2. That those volunteers are thoroughly trained in listening techniques and can operate a phone to record data.

The Senate seat is currently occupied by carpet-bagger Republican Dan Sullivan, an ex-Marine who moved up from Ohio as an adult and who wouldn't dare deviate from MAGA. Pundits heavily favor Sullivan to hold onto his seat. The Cook Political Report has rated the race "Solid Republican," but more recently Sabato's Crystal Ball at the University of Virginia moved it to "Toss-Up." Peltola has to overcome the loser label: she only served one term in the House before losing reelection in 2024. True, she had beaten Sarah Palin in 2022, but that was politically "in the Long Ago." Peltola has been "moderate," which in her case means practical and rarely ideological, with the interests of Alaska uppermost. She's been one of the most independent Democrats, and she might just ride the wave into the Senate, especially if she can get a sizable chunk of the independent electorate engaged by simply listening at their doors.


Monday, June 29, 2026

I'm for Requiring the King James Version in Schools. No Other Translation Will Do

 

I just love Texans for their eternally stubborn naivety. Members of the Texas state board of education just decided that five million Texas school kids, from first grade to seniors in high school, will be required to read selected Bible stories in school. Last year, the same board decided to put the Ten Commandments in every classroom. Naive and bossy. The 15-member board are all elected to staggered terms from distinct geographical districts. Currently, the board consists of 10 Republicans and five Democrats. 

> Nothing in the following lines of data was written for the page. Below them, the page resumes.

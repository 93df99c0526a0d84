//! Scheduling entry points and KPI evaluation.
//!
//! # Entry points
//!
//! [`schedule`] runs one evolutionary search over a booking snapshot and
//! returns the best-ever timetable with its fitness, feasibility and
//! violations. [`Timetabler`] holds parameters and a cancellation token and
//! adds retry-with-fresh-seed.
//!
//! # KPI
//!
//! [`TimetableKpi`] computes descriptive metrics of a delivered timetable:
//! daily load spread, utilization, instructor hours, free last periods and
//! idle gaps.
//!
//! # References
//!
//! - Schaerf (1999), "A survey of automated timetabling"
//! - Pinedo (2016), "Scheduling: Theory, Algorithms, and Systems", Ch. 1.2

mod kpi;
mod timetabler;

pub use kpi::TimetableKpi;
pub use timetabler::{schedule, ScheduleOutcome, ScheduleRequest, Timetabler};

I got a.i. to assemble the approved list of required readings:

Old Testament

  • Genesis
    • Noah's Ark
    • Tower of Babel
  • 1 Samuel
    • David and Goliath
  • Book of Jonah
  • Psalms (including Psalm 23)
  • Ecclesiastes (Chapter 3, "To everything there is a season")
  • Job
  • Lamentations

New Testament

  • Gospel of Luke
    • The Parable of the Prodigal Son
    • Luke 14:7–11 (the teaching on humility)
  • Gospel of Matthew
    • The Beatitudes (Matthew 5:1–12)
    • Matthew 6:25–34 ("Do Not Be Anxious")
  • Acts of the Apostles
    • The Road to Damascus (conversion of Paul the Apostle)
  • First Epistle to the Corinthians
    • Chapter 13 ("Love is patient, love is kind")

 

I have no problem pushing the early 17th-century prose of the King James Bible on every student as one important ingredient of being truly educated. I'm not so sure about modern translations. The much simplified New International Reader's Version that Texas prescribes for the youngest kids takes away all the magic language of the King James, and so what's the point? The simplified language means you're no longer teaching language arts; you're teaching bullets of cultural mandates and signaling virtue. For me and for the sake of the children, it has to be the King James or nothing. I consider that translation's Book of Isaiah a towering masterpiece of elite philosophy. I go to the Book of Amos for bug-eyed intensity. I can certainly settle down for an hour or two with Psalms, and I recently reread the Four Gospels to see if I could detect any traits in Jesus that would attract the likes of Samuel Alito. 

What we now refer to as the Holy Bible was the literature of a specific monotheistic religion and the culture of a place that arose along the Jordan River. That literature became dogma all over Europe and spread from there all over the world, including to America. How the book has evolved most recently in the hands of political preachers and grifting presidents should and does ignite an opposition to the Texas Bible requirements. The selections favor an evangelical Protestant approach to the biblical text rather than a broadly ecumenical or academic one.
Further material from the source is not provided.